GIVEN DATA below:

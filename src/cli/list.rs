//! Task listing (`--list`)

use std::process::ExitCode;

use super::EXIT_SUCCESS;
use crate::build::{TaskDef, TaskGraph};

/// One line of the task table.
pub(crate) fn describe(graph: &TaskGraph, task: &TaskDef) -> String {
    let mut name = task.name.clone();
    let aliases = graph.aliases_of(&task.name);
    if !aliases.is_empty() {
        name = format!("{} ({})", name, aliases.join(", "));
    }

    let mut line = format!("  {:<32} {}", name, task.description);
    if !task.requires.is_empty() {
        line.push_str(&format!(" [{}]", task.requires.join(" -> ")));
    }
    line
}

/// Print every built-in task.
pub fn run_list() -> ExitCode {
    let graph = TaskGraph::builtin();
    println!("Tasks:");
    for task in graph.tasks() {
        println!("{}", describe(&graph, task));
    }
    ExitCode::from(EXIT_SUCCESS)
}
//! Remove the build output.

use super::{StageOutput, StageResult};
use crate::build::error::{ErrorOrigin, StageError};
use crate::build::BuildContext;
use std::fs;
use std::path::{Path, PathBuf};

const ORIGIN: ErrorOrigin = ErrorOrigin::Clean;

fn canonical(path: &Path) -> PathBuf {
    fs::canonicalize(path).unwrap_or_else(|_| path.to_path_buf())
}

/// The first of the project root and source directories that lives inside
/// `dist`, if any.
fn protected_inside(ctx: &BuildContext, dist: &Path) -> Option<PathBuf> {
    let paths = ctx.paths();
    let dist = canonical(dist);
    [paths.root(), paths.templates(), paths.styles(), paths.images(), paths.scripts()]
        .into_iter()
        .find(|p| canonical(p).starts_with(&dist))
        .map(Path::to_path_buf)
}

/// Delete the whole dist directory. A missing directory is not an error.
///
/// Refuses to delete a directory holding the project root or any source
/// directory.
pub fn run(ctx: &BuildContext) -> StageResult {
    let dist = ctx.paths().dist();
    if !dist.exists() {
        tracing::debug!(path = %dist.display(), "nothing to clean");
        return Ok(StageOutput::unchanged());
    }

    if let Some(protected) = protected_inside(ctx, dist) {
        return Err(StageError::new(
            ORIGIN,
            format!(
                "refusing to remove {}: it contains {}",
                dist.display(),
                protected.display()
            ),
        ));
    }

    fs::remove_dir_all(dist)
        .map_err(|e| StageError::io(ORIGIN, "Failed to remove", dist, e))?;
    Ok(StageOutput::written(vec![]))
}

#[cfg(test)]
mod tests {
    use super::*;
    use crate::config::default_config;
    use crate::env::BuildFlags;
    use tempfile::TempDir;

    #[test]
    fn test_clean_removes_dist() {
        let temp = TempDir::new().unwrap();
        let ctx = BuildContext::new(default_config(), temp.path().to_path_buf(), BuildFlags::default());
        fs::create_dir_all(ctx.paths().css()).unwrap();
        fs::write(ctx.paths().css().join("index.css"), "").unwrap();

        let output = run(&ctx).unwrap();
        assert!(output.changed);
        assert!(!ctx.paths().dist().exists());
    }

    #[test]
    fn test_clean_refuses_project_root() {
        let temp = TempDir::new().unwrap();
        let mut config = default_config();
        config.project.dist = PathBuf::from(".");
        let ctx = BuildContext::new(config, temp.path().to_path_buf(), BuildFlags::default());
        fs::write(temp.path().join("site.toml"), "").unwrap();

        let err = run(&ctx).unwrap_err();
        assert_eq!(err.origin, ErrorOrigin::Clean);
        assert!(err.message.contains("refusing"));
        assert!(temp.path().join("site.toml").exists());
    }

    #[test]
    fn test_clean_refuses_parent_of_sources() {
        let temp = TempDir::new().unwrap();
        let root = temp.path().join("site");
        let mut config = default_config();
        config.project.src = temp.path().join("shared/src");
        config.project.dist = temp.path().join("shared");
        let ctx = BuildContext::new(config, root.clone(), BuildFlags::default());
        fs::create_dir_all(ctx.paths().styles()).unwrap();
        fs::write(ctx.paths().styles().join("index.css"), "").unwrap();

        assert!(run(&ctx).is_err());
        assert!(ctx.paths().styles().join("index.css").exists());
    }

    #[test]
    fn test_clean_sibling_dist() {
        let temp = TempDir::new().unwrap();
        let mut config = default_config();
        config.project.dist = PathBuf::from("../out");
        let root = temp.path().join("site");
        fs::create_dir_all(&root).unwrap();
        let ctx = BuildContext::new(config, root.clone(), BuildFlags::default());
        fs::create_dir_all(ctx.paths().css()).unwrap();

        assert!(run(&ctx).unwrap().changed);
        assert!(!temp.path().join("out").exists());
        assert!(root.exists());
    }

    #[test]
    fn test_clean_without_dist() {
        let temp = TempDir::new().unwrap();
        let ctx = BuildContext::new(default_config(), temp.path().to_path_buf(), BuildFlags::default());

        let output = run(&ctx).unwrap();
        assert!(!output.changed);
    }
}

End of GIVEN DATA.
GIVEN DATA below:

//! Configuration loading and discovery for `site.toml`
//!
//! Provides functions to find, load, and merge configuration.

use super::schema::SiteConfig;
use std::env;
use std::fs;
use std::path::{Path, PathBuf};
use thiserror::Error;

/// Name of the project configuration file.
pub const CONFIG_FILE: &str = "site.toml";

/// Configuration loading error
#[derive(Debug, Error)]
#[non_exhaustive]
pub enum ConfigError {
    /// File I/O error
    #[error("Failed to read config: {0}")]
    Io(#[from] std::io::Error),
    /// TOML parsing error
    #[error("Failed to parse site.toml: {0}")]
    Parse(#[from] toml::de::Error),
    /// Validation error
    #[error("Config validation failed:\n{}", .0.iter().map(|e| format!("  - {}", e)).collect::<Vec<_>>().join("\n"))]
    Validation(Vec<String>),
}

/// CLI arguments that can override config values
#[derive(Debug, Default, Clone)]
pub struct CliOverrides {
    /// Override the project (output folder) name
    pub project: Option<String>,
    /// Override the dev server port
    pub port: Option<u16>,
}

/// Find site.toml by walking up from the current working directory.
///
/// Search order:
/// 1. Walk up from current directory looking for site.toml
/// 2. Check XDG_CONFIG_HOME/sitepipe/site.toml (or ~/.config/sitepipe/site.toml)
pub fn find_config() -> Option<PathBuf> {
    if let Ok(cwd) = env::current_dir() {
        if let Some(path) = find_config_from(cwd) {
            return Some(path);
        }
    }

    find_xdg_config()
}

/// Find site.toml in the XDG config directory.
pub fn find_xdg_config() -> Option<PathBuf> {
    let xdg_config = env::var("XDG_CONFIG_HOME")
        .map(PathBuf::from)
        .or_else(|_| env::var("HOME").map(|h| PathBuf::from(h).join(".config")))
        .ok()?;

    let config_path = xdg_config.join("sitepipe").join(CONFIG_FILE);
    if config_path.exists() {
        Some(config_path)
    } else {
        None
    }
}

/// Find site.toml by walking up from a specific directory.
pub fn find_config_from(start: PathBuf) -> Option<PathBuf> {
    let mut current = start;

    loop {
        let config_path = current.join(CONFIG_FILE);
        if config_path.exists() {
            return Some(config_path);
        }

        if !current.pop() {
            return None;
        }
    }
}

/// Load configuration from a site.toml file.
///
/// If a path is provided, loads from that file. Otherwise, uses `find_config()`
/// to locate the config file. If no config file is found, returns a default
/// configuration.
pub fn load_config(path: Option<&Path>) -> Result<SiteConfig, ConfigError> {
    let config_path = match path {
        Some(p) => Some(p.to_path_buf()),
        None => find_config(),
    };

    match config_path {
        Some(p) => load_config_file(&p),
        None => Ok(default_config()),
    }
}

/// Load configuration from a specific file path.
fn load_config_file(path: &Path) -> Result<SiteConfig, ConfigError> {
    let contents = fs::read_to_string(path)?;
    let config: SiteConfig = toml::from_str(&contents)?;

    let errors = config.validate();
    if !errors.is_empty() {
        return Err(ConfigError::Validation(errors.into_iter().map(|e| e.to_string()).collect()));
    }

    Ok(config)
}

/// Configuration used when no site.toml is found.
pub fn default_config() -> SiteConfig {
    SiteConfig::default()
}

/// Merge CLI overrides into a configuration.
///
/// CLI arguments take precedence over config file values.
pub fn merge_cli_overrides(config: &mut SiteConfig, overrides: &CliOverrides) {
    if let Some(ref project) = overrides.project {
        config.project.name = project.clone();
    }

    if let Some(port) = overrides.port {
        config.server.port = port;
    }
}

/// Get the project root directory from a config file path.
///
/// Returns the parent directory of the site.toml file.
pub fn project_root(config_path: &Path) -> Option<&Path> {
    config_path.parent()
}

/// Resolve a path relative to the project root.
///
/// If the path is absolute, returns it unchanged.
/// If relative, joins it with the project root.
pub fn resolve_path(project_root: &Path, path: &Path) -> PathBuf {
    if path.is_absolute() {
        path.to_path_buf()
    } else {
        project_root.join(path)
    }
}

End of GIVEN DATA.
GIVEN DATA below:

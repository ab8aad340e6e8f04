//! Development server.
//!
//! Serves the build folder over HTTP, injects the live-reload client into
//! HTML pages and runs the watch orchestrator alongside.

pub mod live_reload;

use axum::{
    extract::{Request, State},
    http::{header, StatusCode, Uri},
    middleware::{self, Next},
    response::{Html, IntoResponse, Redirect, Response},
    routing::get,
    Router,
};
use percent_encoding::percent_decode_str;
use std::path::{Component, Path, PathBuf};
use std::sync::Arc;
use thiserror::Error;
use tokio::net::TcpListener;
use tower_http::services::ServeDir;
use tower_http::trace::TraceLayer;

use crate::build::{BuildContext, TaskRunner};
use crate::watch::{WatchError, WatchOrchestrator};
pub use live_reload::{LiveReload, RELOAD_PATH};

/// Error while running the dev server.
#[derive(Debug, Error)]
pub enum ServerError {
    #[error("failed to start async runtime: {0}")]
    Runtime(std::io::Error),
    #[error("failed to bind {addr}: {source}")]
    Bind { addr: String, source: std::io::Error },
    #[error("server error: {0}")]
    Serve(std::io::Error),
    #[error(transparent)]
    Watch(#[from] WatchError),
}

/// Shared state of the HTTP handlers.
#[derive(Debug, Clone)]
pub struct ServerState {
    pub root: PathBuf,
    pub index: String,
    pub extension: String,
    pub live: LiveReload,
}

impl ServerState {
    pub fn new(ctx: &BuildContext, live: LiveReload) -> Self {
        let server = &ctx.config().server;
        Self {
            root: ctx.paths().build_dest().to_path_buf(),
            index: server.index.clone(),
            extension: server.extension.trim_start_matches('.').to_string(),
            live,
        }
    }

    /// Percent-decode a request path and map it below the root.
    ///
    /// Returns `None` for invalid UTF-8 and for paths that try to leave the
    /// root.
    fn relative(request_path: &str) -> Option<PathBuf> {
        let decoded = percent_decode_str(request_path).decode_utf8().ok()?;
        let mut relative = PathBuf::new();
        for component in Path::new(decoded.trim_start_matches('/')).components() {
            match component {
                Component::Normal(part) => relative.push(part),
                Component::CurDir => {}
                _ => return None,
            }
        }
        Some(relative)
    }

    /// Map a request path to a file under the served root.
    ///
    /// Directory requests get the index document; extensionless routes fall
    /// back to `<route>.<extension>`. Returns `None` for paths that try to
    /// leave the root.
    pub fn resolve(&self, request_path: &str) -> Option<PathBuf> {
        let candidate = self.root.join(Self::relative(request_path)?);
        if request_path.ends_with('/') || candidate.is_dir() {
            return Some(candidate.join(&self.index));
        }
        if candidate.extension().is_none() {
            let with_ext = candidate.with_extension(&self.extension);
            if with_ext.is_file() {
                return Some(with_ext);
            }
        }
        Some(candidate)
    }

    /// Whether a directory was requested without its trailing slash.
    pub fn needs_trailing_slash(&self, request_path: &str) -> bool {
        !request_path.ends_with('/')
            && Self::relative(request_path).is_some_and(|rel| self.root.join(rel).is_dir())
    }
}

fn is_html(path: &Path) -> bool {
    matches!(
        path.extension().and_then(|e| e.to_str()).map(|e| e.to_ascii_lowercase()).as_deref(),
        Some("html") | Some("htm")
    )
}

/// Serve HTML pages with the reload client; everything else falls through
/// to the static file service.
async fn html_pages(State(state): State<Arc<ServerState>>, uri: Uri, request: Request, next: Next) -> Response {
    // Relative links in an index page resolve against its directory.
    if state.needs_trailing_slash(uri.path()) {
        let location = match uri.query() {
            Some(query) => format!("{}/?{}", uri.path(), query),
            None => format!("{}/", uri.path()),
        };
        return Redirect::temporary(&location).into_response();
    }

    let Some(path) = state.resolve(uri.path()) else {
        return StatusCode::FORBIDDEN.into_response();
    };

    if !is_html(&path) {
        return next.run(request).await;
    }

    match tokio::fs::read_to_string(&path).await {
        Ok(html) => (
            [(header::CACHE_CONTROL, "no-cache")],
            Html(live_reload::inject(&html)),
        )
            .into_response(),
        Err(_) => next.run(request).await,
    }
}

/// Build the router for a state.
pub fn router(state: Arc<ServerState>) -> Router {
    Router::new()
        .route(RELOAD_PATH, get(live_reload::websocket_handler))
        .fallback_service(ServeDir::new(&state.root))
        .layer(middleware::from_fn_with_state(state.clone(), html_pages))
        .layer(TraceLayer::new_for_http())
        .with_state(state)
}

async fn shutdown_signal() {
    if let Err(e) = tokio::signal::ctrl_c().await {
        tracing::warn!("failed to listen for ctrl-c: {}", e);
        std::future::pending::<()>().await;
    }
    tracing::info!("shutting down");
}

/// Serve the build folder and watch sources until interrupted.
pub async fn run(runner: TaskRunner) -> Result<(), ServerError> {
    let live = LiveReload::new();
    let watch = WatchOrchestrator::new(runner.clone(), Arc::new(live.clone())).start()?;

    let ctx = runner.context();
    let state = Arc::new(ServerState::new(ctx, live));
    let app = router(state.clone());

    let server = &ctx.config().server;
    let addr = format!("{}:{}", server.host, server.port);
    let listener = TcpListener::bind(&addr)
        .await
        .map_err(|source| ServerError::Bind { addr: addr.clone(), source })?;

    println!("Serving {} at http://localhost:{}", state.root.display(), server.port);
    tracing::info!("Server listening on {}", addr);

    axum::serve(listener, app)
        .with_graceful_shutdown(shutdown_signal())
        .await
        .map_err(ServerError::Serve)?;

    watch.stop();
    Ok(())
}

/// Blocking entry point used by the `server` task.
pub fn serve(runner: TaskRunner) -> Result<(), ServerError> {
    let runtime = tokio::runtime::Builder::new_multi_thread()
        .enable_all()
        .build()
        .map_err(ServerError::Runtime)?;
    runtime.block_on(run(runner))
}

End of GIVEN DATA.

* TASK BRIEF *
Look through the data above and return exactly the lines from the one that contains "for component in" to the one that contains "against its directory.", inclusive, with nothing else.

* ANSWER TO THIS PROBLEM *
        for component in Path::new(decoded.trim_start_matches('/')).components() {
            match component {
                Component::Normal(part) => relative.push(part),
                Component::CurDir => {}
                _ => return None,
            }
        }
        Some(relative)
    }

    /// Map a request path to a file under the served root.
    ///
    /// Directory requests get the index document; extensionless routes fall
    /// back to `<route>.<extension>`. Returns `None` for paths that try to
    /// leave the root.
    pub fn resolve(&self, request_path: &str) -> Option<PathBuf> {
        let candidate = self.root.join(Self::relative(request_path)?);
        if request_path.ends_with('/') || candidate.is_dir() {
            return Some(candidate.join(&self.index));
        }
        if candidate.extension().is_none() {
            let with_ext = candidate.with_extension(&self.extension);
            if with_ext.is_file() {
                return Some(with_ext);
            }
        }
        Some(candidate)
    }

    /// Whether a directory was requested without its trailing slash.
    pub fn needs_trailing_slash(&self, request_path: &str) -> bool {
        !request_path.ends_with('/')
            && Self::relative(request_path).is_some_and(|rel| self.root.join(rel).is_dir())
    }
}

fn is_html(path: &Path) -> bool {
    matches!(
        path.extension().and_then(|e| e.to_str()).map(|e| e.to_ascii_lowercase()).as_deref(),
        Some("html") | Some("htm")
    )
}

/// Serve HTML pages with the reload client; everything else falls through
/// to the static file service.
async fn html_pages(State(state): State<Arc<ServerState>>, uri: Uri, request: Request, next: Next) -> Response {
    // Relative links in an index page resolve against its directory.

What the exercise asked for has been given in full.